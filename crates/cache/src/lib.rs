//! Feeds cache: coalescing, batched, retrying key → value cache.
//!
//! Used for small per-key lookups (feed capabilities and the like) that many
//! views ask for at once. A cached key is answered immediately. Concurrent
//! misses for the same key share one waiter, misses arriving within one batch
//! window share one bulk request, and that request is retried with backoff on
//! the batch task, never inline in a caller.
//!
//! A key whose bulk fetch keeps failing leaves its waiters pending; the next
//! [`CoalescingCache::fetch`] of that key offers it to the batcher again.

#![forbid(unsafe_code)]

use std::collections::HashMap;
use std::fmt::Debug;
use std::hash::Hash;
use std::sync::atomic::{AtomicU64, Ordering};
use std::sync::Arc;
use std::time::Instant;

use dashmap::DashMap;
use futures::future::{FutureExt, Shared};
use metrics::{counter, histogram};
use parking_lot::RwLock;
use tokio::sync::oneshot;
use tracing::{debug, info, warn};

pub mod batcher;
pub mod config;
pub mod retry;

pub use batcher::{BatchHandler, Batcher};
pub use config::CacheConfig;
pub use retry::{retry, RetryPolicy};

#[derive(Debug, thiserror::Error, Clone, PartialEq, Eq)]
pub enum CacheError {
    #[error("cache batcher is closed")]
    Closed,
    #[error("cache was cleared while waiting")]
    Cleared,
}

/// Bulk remote lookup. May return fewer keys than requested.
#[async_trait::async_trait]
pub trait BulkFetch<K, V>: Send + Sync {
    async fn fetch(&self, keys: Vec<K>) -> anyhow::Result<HashMap<K, V>>;
}

/// Counters since construction (not reset by [`CoalescingCache::clear`]).
#[derive(Debug, Default)]
struct CacheStats {
    hits: AtomicU64,
    misses: AtomicU64,
    offers: AtomicU64,
    bulk_fetches: AtomicU64,
    bulk_failures: AtomicU64,
}

#[derive(Debug, Clone, Copy, PartialEq, Eq, Default)]
pub struct CacheStatsSnapshot {
    pub hits: u64,
    pub misses: u64,
    pub offers: u64,
    pub bulk_fetches: u64,
    pub bulk_failures: u64,
}

impl CacheStats {
    fn snapshot(&self) -> CacheStatsSnapshot {
        CacheStatsSnapshot {
            hits: self.hits.load(Ordering::Relaxed),
            misses: self.misses.load(Ordering::Relaxed),
            offers: self.offers.load(Ordering::Relaxed),
            bulk_fetches: self.bulk_fetches.load(Ordering::Relaxed),
            bulk_failures: self.bulk_failures.load(Ordering::Relaxed),
        }
    }
}

type Waiter<V> = Shared<oneshot::Receiver<V>>;

/// Callers waiting on one uncached key.
struct Pending<V> {
    tx: oneshot::Sender<V>,
    rx: Waiter<V>,
    /// Whether the key sits in a batch that has not finished yet.
    offered: bool,
}

impl<V: Clone> Pending<V> {
    fn new() -> Self {
        let (tx, rx) = oneshot::channel();
        Self { tx, rx: rx.shared(), offered: false }
    }
}

struct Inner<K, V> {
    cache: DashMap<K, V>,
    pending: DashMap<K, Pending<V>>,
    fetcher: Arc<dyn BulkFetch<K, V>>,
    retry: RetryPolicy,
    /// Bumped by `clear` under the write lock. Batches write back under the
    /// read lock and only while the generation they started with is current.
    generation: RwLock<u64>,
    stats: CacheStats,
}

impl<K, V> Inner<K, V>
where
    K: Clone + Eq + Hash + Send + Sync + Debug + 'static,
    V: Clone + Send + Sync + 'static,
{
    fn cached(&self, key: &K) -> Option<V> { self.cache.get(key).map(|v| v.value().clone()) }

    /// Insert fetched values unless a `clear` happened since `generation`.
    fn write_back(&self, generation: u64, values: HashMap<K, V>) -> bool {
        let current = self.generation.read();
        if *current != generation {
            return false;
        }
        for (k, v) in values {
            self.cache.insert(k, v);
        }
        true
    }

    /// Hand the cached value to everyone waiting on `key`.
    fn resolve(&self, key: &K) -> bool {
        let Some(value) = self.cached(key) else {
            return false;
        };
        match self.pending.remove(key) {
            Some((_, p)) => {
                let _ = p.tx.send(value);
                true
            }
            None => false,
        }
    }
}

#[async_trait::async_trait]
impl<K, V> BatchHandler<K> for Inner<K, V>
where
    K: Clone + Eq + Hash + Send + Sync + Debug + 'static,
    V: Clone + Send + Sync + 'static,
{
    async fn on_batch(&self, keys: Vec<K>) {
        let generation = *self.generation.read();
        let uncached: Vec<K> = keys.iter().filter(|k| !self.cache.contains_key(*k)).cloned().collect();

        if !uncached.is_empty() {
            self.stats.bulk_fetches.fetch_add(1, Ordering::Relaxed);
            counter!("cache_bulk_fetch_total", 1u64);
            let started = Instant::now();
            let fetcher = &self.fetcher;
            let request = &uncached;
            let res = retry(&self.retry, "bulk_fetch", move || fetcher.fetch(request.clone())).await;
            histogram!("cache_bulk_fetch_ms", started.elapsed().as_secs_f64() * 1000.0);

            match res {
                Ok(values) => {
                    let fetched = values.len();
                    if !self.write_back(generation, values) {
                        debug!(fetched, "cache cleared during bulk fetch; dropping results");
                        return;
                    }
                    debug!(requested = uncached.len(), fetched, "bulk fetch complete");
                }
                Err(e) => {
                    self.stats.bulk_failures.fetch_add(1, Ordering::Relaxed);
                    counter!("cache_bulk_fetch_failures_total", 1u64);
                    warn!(keys = uncached.len(), error = %format!("{e:#}"), "bulk fetch failed; keys stay uncached");
                }
            }

            // Still missing after a failure or a partial answer: the next fetch re-offers.
            for k in uncached.iter() {
                if self.cache.contains_key(k) {
                    continue;
                }
                if let Some(mut p) = self.pending.get_mut(k) {
                    p.offered = false;
                }
            }
        }

        for k in keys.iter() {
            self.resolve(k);
        }
    }
}

/// Client-scoped cache. Create it when the client starts, [`clear`](Self::clear)
/// it on logout. Must be constructed inside a tokio runtime.
pub struct CoalescingCache<K, V> {
    inner: Arc<Inner<K, V>>,
    batcher: Batcher<K>,
}

impl<K, V> CoalescingCache<K, V>
where
    K: Clone + Eq + Hash + Send + Sync + Debug + 'static,
    V: Clone + Send + Sync + 'static,
{
    pub fn new(config: CacheConfig, fetcher: Arc<dyn BulkFetch<K, V>>) -> Self {
        let inner = Arc::new(Inner {
            cache: DashMap::new(),
            pending: DashMap::new(),
            fetcher,
            retry: config.retry.clone(),
            generation: RwLock::new(0),
            stats: CacheStats::default(),
        });
        let handler: Arc<dyn BatchHandler<K>> = inner.clone();
        let batcher = Batcher::spawn(config.batch_window, config.max_batch_size, handler);
        info!(window_ms = config.batch_window.as_millis() as u64, max_batch = config.max_batch_size, "coalescing cache started");
        Self { inner, batcher }
    }

    /// Cached value for `key`, or wait for the batch that loads it.
    ///
    /// Dropping the returned future only stops this caller from waiting; the
    /// bulk fetch and other waiters are unaffected.
    pub async fn fetch(&self, key: K) -> Result<V, CacheError> {
        if let Some(v) = self.inner.cached(&key) {
            self.inner.stats.hits.fetch_add(1, Ordering::Relaxed);
            counter!("cache_hits_total", 1u64);
            return Ok(v);
        }
        self.inner.stats.misses.fetch_add(1, Ordering::Relaxed);
        counter!("cache_misses_total", 1u64);

        let (waiter, offer) = {
            let mut p = self.inner.pending.entry(key.clone()).or_insert_with(Pending::new);
            let offer = !p.offered;
            p.offered = true;
            (p.rx.clone(), offer)
        };
        if offer {
            if !self.batcher.offer(key.clone()) {
                if let Some(mut p) = self.inner.pending.get_mut(&key) {
                    p.offered = false;
                }
                return Err(CacheError::Closed);
            }
            self.inner.stats.offers.fetch_add(1, Ordering::Relaxed);
        }
        // A batch may have landed between the first lookup and registering.
        if self.inner.cached(&key).is_some() {
            self.inner.resolve(&key);
        }
        waiter.await.map_err(|_| CacheError::Cleared)
    }

    pub fn get_cached(&self, key: &K) -> Option<V> { self.inner.cached(key) }

    /// Store a value learned from some other response and wake its waiters.
    pub fn prime(&self, key: K, value: V) {
        self.inner.cache.insert(key.clone(), value);
        self.inner.resolve(&key);
    }

    pub fn len(&self) -> usize { self.inner.cache.len() }

    pub fn is_empty(&self) -> bool { self.inner.cache.is_empty() }

    /// Keys with callers still waiting.
    pub fn pending_len(&self) -> usize { self.inner.pending.len() }

    pub fn stats(&self) -> CacheStatsSnapshot { self.inner.stats.snapshot() }

    /// Teardown (logout): drop every entry and waiter. Waiters get
    /// [`CacheError::Cleared`]; bulk fetches already running are discarded.
    pub fn clear(&self) {
        let mut generation = self.inner.generation.write();
        *generation += 1;
        let entries = self.inner.cache.len();
        let waiting = self.inner.pending.len();
        self.inner.cache.clear();
        self.inner.pending.clear();
        drop(generation);
        info!(entries, waiting, "coalescing cache cleared");
    }

    /// Stop accepting keys and flush what is queued.
    pub async fn shutdown(self) {
        self.batcher.shutdown().await;
    }
}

> _What you will do_:
Take every line above that includes the string "info" and return it.

> _Reply to the exercise_:
use tracing::{debug, info, warn};
        info!(window_ms = config.batch_window.as_millis() as u64, max_batch = config.max_batch_size, "coalescing cache started");
        info!(entries, waiting, "coalescing cache cleared");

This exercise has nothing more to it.